The scandals have cost Berlusconi some support among Roman Catholic voters. While he talks of approval ratings of nearly 70 percent, most polls put it nearer 50 percent -- still relatively high in the context of the worst recession since World War Two.
“Since April we have reached a stage where there is a presumption, and not just from the left, that the Berlusconi era is coming to an end,” said James Walston, politics professor at the American University of Rome.
The situation has been made more tense by ferocious attacks on Berlusconi’s critics and dissenting allies by Il Giornale, a right-wing paper which is run by the premier’s own brother.
Its targets include the conservative speaker of parliament Gianfranco Fini, a key ally, who said it was “paradoxical” the prime minister should deny there are problems in the government.
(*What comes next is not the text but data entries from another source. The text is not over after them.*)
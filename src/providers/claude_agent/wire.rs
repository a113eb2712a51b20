//! Agent wire transport and event protocol.
//!
//! Queries ride the OAuth Messages SSE wire with the CLI identity header
//! set. Per-user isolation is request-scoped: the caller's access token is
//! injected into exactly one query's Authorization header and no ambient
//! credential is ever consulted.

use reqwest::{Client, RequestBuilder};
use serde::Deserialize;
use serde_json::Value;

use crate::constants::{
    AGENT_USER_AGENT, ANTHROPIC_MESSAGES_URL, ANTHROPIC_VERSION, OAUTH_BETA_HEADER,
};

/// One event on the agent stream.
///
/// The wire interleaves incremental `content_block_*`/`message_*` events
/// with occasional complete `assistant` messages; a stream-level `error`
/// event is the non-success result.
#[derive(Debug, Deserialize)]
pub struct AgentEvent {
    #[serde(rename = "type")]
    pub event_type: String,
    #[serde(default)]
    pub index: Option<u32>,
    #[serde(default)]
    pub message: Option<AgentMessage>,
    #[serde(default)]
    pub content_block: Option<AgentContentBlock>,
    #[serde(default)]
    pub delta: Option<AgentDelta>,
    #[serde(default)]
    pub usage: Option<AgentUsage>,
    #[serde(default)]
    pub error: Option<AgentError>,
}

#[derive(Debug, Deserialize)]
pub struct AgentMessage {
    #[serde(default)]
    pub content: Option<Vec<Value>>,
    #[serde(default)]
    pub usage: Option<AgentUsage>,
}

#[derive(Debug, Deserialize)]
pub struct AgentContentBlock {
    #[serde(rename = "type")]
    pub block_type: String,
    #[serde(default)]
    pub id: Option<String>,
    #[serde(default)]
    pub name: Option<String>,
}

#[derive(Debug, Deserialize)]
pub struct AgentDelta {
    #[serde(default)]
    pub text: Option<String>,
    #[serde(default)]
    pub thinking: Option<String>,
    #[serde(default)]
    pub partial_json: Option<String>,
    #[serde(default)]
    pub stop_reason: Option<String>,
}

#[derive(Debug, Default, Clone, Copy, Deserialize)]
pub struct AgentUsage {
    #[serde(default)]
    pub input_tokens: u64,
    #[serde(default)]
    pub output_tokens: u64,
}

#[derive(Debug, Deserialize)]
pub struct AgentError {
    #[serde(rename = "type", default)]
    pub error_type: String,
    #[serde(default)]
    pub message: String,
}

/// POST builder for one agent query, carrying the caller's access token and
/// the CLI identification headers the wire expects.
pub fn build_query_request(client: &Client, access_token: &str, stream: bool) -> RequestBuilder {
    let accept = if stream {
        "text/event-stream"
    } else {
        "application/json"
    };

    client
        .post(ANTHROPIC_MESSAGES_URL)
        .header("anthropic-version", ANTHROPIC_VERSION)
        .header("anthropic-beta", OAUTH_BETA_HEADER)
        .header("authorization", format!("Bearer {}", access_token))
        .header("content-type", "application/json")
        .header("user-agent", AGENT_USER_AGENT)
        .header("anthropic-dangerous-direct-browser-access", "true")
        .header("x-app", "cli")
        .header("accept", accept)
}

/// GET builder for the models endpoint with the same identity headers.
pub fn build_models_request(client: &Client, url: &str, access_token: &str) -> RequestBuilder {
    client
        .get(url)
        .header("anthropic-version", ANTHROPIC_VERSION)
        .header("anthropic-beta", OAUTH_BETA_HEADER)
        .header("authorization", format!("Bearer {}", access_token))
        .header("user-agent", AGENT_USER_AGENT)
        .header("x-app", "cli")
}

#[cfg(test)]
mod tests {
    use super::*;

    #[test]
    fn test_event_parsing_content_block_start() {
        let event: AgentEvent = serde_json::from_str(
            r#"{"type":"content_block_start","index":1,"content_block":{"type":"tool_use","id":"toolu_X","name":"mcp_get_weather"}}"#,
        )
        .unwrap();
        assert_eq!(event.event_type, "content_block_start");
        assert_eq!(event.index, Some(1));
        let block = event.content_block.unwrap();
        assert_eq!(block.block_type, "tool_use");
        assert_eq!(block.id.as_deref(), Some("toolu_X"));
        assert_eq!(block.name.as_deref(), Some("mcp_get_weather"));
    }

    #[test]
    fn test_event_parsing_input_json_delta() {
        let event: AgentEvent = serde_json::from_str(
            r#"{"type":"content_block_delta","index":1,"delta":{"type":"input_json_delta","partial_json":"{\"locat"}}"#,
        )
        .unwrap();
        assert_eq!(
            event.delta.unwrap().partial_json.as_deref(),
            Some("{\"locat")
        );
    }

    #[test]
    fn test_event_parsing_message_delta_usage() {
        let event: AgentEvent = serde_json::from_str(
            r#"{"type":"message_delta","delta":{"stop_reason":"end_turn"},"usage":{"input_tokens":7,"output_tokens":42}}"#,
        )
        .unwrap();
        assert_eq!(event.delta.unwrap().stop_reason.as_deref(), Some("end_turn"));
        let usage = event.usage.unwrap();
        assert_eq!(usage.input_tokens, 7);
        assert_eq!(usage.output_tokens, 42);
    }

    #[test]
    fn test_event_parsing_error() {
        let event: AgentEvent = serde_json::from_str(
            r#"{"type":"error","error":{"type":"overloaded_error","message":"busy"}}"#,
        )
        .unwrap();
        let error = event.error.unwrap();
        assert_eq!(error.error_type, "overloaded_error");
        assert_eq!(error.message, "busy");
    }
}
Another ally, Sicilian governor Raffaele Lombardo, said: “There certainly is speculation about the start of his decline linked to the premier’s private life.”
One question dampening talk of Berlusconi’s political demise is the lack of successors, given his domination of the right and the weakness of the center-left opposition.
“Silvio Berlusconi’s decline may have begun, as his enemies and some allies speculate. But it is yet to be seen where or when it will happen and, above all, it is not clear who would benefit,” wrote Corriere della Sera columnist Massimo Franco.
But some Italians who spoke to Reuters thought it was unlikely the scandals would bring down the prime minister.
“I don’t think this will mean the end of Berlusconi and I don’t think it would be fair if it did,” said Rome resident Giulia Fratelli, reading her newspaper in the city center.
“Unfortunately, I doubt it,” said Marisa Spada. “Wealth is the only aim we Italians have and he represents this best.”